762 - Journal d'un conscrit (14) [in memoriam J.-M.]

Publié le par 1rΩm1

762 - Journal d'un conscrit (14) [in memoriam J.-M.]

27 décembre [1983]. 5 h 15.

Voyage, voyage : ce rêve un peu fou que le train omette de s’arrêter à C***. J’aurais sans doute mieux à faire à Paris — je projette d’y aller un de ces jours, en janvier peut-être, chez J.-P. ; mais cela demande[rait] de sacrifier quarante-huit heures de [m]a vie [à ****]… l’on verra bien… —, mais le train, lui, n’a pas l’air de le savoir.

Voyage du retour. De quoi mettre un peu de pessimisme, d’amertume dans le « grand café » du Buffet de la Gare. Les dix jours à venir vont être longs longs à passer. Je crois que je m’étais très bien habitué à rentrer chez moi chaque week-end…

(Les casernes françaises sont « en état d’alerte ». Cela signifie le double, voire le triple de « services » « à monter ». Je redoute d’en avoir plus que ma part à partir d’aujourd’hui jusqu’au début de la semaine prochaine. Je serai de toute façon bloqué jusque là, avec l’interdiction de m’évader en ville le soir.)

 

Trois jours à ****. J’y ai surtout vécu avec S. Cela avait le goût du passé. Courses en ville, repas du soir, balade du chien en forêt et sur le cours, cinéma : tout cela était, il n’y a pas si longtemps, tout à fait quotidien entre elle et moi.
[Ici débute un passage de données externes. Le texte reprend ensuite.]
//! Multiple-selection Chosen value list box.

use std::hash::Hash;
use std::sync::Arc;

use chosen_core::Signal;
use parking_lot::RwLock;

use crate::error::{ChosenError, Result};
use crate::event::ChangeEvent;
use crate::list_box::{ChosenListBox, ListItem, StandardListBox};
use crate::options::ChosenOptions;
use crate::value_list_box::{ValueListBox, ValueListDelegate};

/// A Chosen list box holding any number of selected values.
///
/// Wraps a [`ValueListBox`] with a multiple-selection model: selected values
/// are kept in selection order, pushed into the widget after every structural
/// change, and values that leave the accepted set drop out of the selection.
/// User selection changes arrive through [`on_change`](Self::on_change) and
/// are announced on the [`value_changed`](Self::value_changed) signal with
/// the full selection.
pub struct MultipleChosenValueListBox<T, K> {
    base: ValueListBox<T, K>,
    selected: Arc<RwLock<Vec<T>>>,
    value_changed: Arc<Signal<Vec<T>>>,
}

struct MultiDelegate<T, K> {
    key_provider: Arc<dyn Fn(&T) -> K + Send + Sync>,
    render: Arc<dyn Fn(&T) -> String + Send + Sync>,
    selected: Arc<RwLock<Vec<T>>>,
    value_changed: Arc<Signal<Vec<T>>>,
}

impl<T, K> MultiDelegate<T, K> {
    fn key_of(&self, value: &T) -> K {
        (self.key_provider)(value)
    }
}

impl<T, K> ValueListDelegate<T> for MultiDelegate<T, K>
where
    T: Clone + Send + Sync + 'static,
    K: Eq + Hash + 'static,
{
    fn create_list_box(&self, options: ChosenOptions) -> Box<dyn ChosenListBox> {
        Box::new(StandardListBox::multiple(options))
    }

    fn render_item(&self, value: &T) -> ListItem {
        ListItem::new((self.render)(value))
    }

    fn value_selected(&mut self, value: &T) {
        let mut selected = self.selected.write();
        let key = self.key_of(value);

        if selected.iter().any(|current| self.key_of(current) == key) {
            return;
        }

        selected.push(value.clone());
        let snapshot = selected.clone();
        drop(selected);
        self.value_changed.emit(snapshot);
    }

    fn value_deselected(&mut self, value: &T) {
        let mut selected = self.selected.write();
        let key = self.key_of(value);
        let before = selected.len();
        selected.retain(|current| self.key_of(current) != key);

        if selected.len() != before {
            let snapshot = selected.clone();
            drop(selected);
            self.value_changed.emit(snapshot);
        }
    }

    fn sync_selection(&mut self, values: &[T], list_box: &mut dyn ChosenListBox) {
        let mut selected = self.selected.write();

        // Selected values that left the accepted set drop out silently.
        selected.retain(|current| {
            values.iter().any(|value| self.key_of(value) == self.key_of(current))
        });

        let selected_keys: Vec<K> = selected.iter().map(|current| self.key_of(current)).collect();
        for (index, value) in values.iter().enumerate() {
            let key = self.key_of(value);
            list_box.set_item_selected(index, selected_keys.contains(&key));
        }
    }
}

impl<T, K> MultipleChosenValueListBox<T, K>
where
    T: Clone + Send + Sync + 'static,
    K: Eq + Hash + 'static,
{
    /// Creates a multiple-select list box.
    ///
    /// `render` turns a value into its display text and `key_provider`
    /// extracts the identity key; both must be total and stable. The options
    /// are handed to the widget unmodified.
    pub fn new<R, P>(render: R, key_provider: P, options: ChosenOptions) -> Self
    where
        R: Fn(&T) -> String + Send + Sync + 'static,
        P: Fn(&T) -> K + Send + Sync + 'static,
    {
        let key_provider: Arc<dyn Fn(&T) -> K + Send + Sync> = Arc::new(key_provider);
        let selected = Arc::new(RwLock::new(Vec::new()));
        let value_changed = Arc::new(Signal::new());

        let delegate = MultiDelegate {
            key_provider: key_provider.clone(),
            render: Arc::new(render),
            selected: selected.clone(),
            value_changed: value_changed.clone(),
        };

        Self {
            base: ValueListBox::with_provider(key_provider, options, Box::new(delegate)),
            selected,
            value_changed,
        }
    }

    /// The currently selected values, in selection order.
    pub fn value(&self) -> Vec<T> {
        self.selected.read().clone()
    }

    /// Replaces the selection programmatically.
    ///
    /// Returns [`ChosenError::NotAccepted`] when any value is not part of the
    /// accepted values list; the selection is left untouched in that case.
    /// Programmatic changes do not emit [`value_changed`](Self::value_changed).
    pub fn set_value(&mut self, values: Vec<T>) -> Result<()> {
        for value in &values {
            if !self.base.is_accepted(value) {
                return Err(ChosenError::NotAccepted);
            }
        }

        *self.selected.write() = values;
        self.base.sync_selection();

        Ok(())
    }

    /// Signal emitted when the user selects or deselects a value.
    ///
    /// Carries the full selection after the change.
    pub fn value_changed(&self) -> &Signal<Vec<T>> {
        &self.value_changed
    }

    /// Handles a selection change event from the widget.
    pub fn on_change(&mut self, event: &ChangeEvent) {
        self.base.on_change(event);
    }

    /// Adds a value to the accepted values list. See [`ValueListBox::add_value`].
    pub fn add_value(&mut self, value: T) -> Result<()> {
        self.base.add_value(value)
    }

    /// Adds values with a single refresh. See [`ValueListBox::add_values`].
    pub fn add_values(&mut self, values: impl IntoIterator<Item = T>) -> Result<()> {
        self.base.add_values(values)
    }

    /// Whether a value with this value's key is accepted.
    pub fn is_accepted(&self, value: &T) -> bool {
        self.base.is_accepted(value)
    }

    /// Removes a value. A selected value that is removed drops out of the
    /// selection. See [`ValueListBox::remove_value`].
    pub fn remove_value(&mut self, value: &T) -> bool {
        self.base.remove_value(value)
    }

    /// Removes values with a single refresh. See [`ValueListBox::remove_values`].
    pub fn remove_values(&mut self, values_to_remove: &[T]) {
        self.base.remove_values(values_to_remove);
    }

    /// Replaces the accepted values list. Selected values that are still
    /// accepted keep their selection. See [`ValueListBox::set_acceptable_values`].
    pub fn set_acceptable_values(&mut self, values: impl IntoIterator<Item = T>) -> Result<()> {
        self.base.set_acceptable_values(values)
    }

    /// The accepted values, in display order.
    pub fn values(&self) -> &[T] {
        self.base.values()
    }

    /// The visual list box driven by this widget.
    pub fn list_box(&self) -> &dyn ChosenListBox {
        self.base.list_box()
    }

    /// Whether the widget accepts user interaction.
    pub fn is_enabled(&self) -> bool {
        self.base.is_enabled()
    }

    /// Enables or disables the widget.
    pub fn set_enabled(&mut self, enabled: bool) {
        self.base.set_enabled(enabled);
    }

    /// The widget's position in the tab order.
    pub fn tab_index(&self) -> i32 {
        self.base.tab_index()
    }

    /// Sets the widget's position in the tab order.
    pub fn set_tab_index(&mut self, index: i32) {
        self.base.set_tab_index(index);
    }

    /// Gives or removes keyboard focus.
    pub fn set_focus(&mut self, focused: bool) {
        self.base.set_focus(focused);
    }
}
Raymonde et toi étant absents, je n’ai guère cherché à contacter d’autres gens. J’ai réveillonné, comme prévu, en famille — en jouant les Cendrillons qui s’esquivent à minuit — pour balader le chien précisément… J’ai également fait un saut chez Grégory (!) pour piller sa discothèque et enregistrer des disques : l’on n’est jamais si bien servi que par soi-même… ! Hier soir, S., Hannah et moi sommes allés voir A nos amours, qui m’a bien plu mais que je ne te recommande pas, connaissant un peu tes goûts (S. et Hannah d’ailleurs n’ont guère apprécié…). Et puis, bien sûr, comme il est si traditionnel en fin d’année, j’ai mangé plus que de raison des choses plutôt bonnes en général, pas mal arrosées le plus souvent, et je songe que je devrais un peu réguler mes rapports à la bouffe… Ils commencent à être loin mes cinquante-deux kilos style bassin parisien, et l’excès inverse ne me sourit guère non plus… J’ajoute à tout cela que j’ai bavardé au “C*****” — lequel s’“égaye” de plus en plus, à un point tel que c’en est presque affolant — avec Pierre G., le temps de constater ces décalages de pensée que j’avais déjà constatés en leur temps — en me disant cette fois que je ne savais comment les intégrer (ce que je n’ai pas cherché à faire). Bref, comme je l’écrivais en début de ce paragraphe-ci, c’est avec S. surtout que j’aurai vécu ces trois jours qui viennent de s’envoler — compagnie que j’ai appréciée à sa juste valeur, celle de très bientôt huit années d’amitié, c’est-à-dire les plus longs et forts moments d’amitié, et nous n’aurions jamais pensé que nous réussirions à cela il y a huit ans, pessimistes, disant que même l’amitié est fragile… éphémère… faible… pour résister au temps : il fait du bien de voir qu’il n’en est parfois rien.  Mais que reste-t-il, au vrai, de mes seize ans ? — sinon S., précisément ? (Hum ! je laisse là ma philosophie à la petite semaine… l’essentiel étant écrit déjà…)

 

Le temps et ses circonvolutions épaisses et lentes. Je n’ai pas fini de les remarquer, cette année — d’en tirer les implications sans valeur : je demande qu’on m’excuse de la métaphysique assez creuse qui les sous-tend.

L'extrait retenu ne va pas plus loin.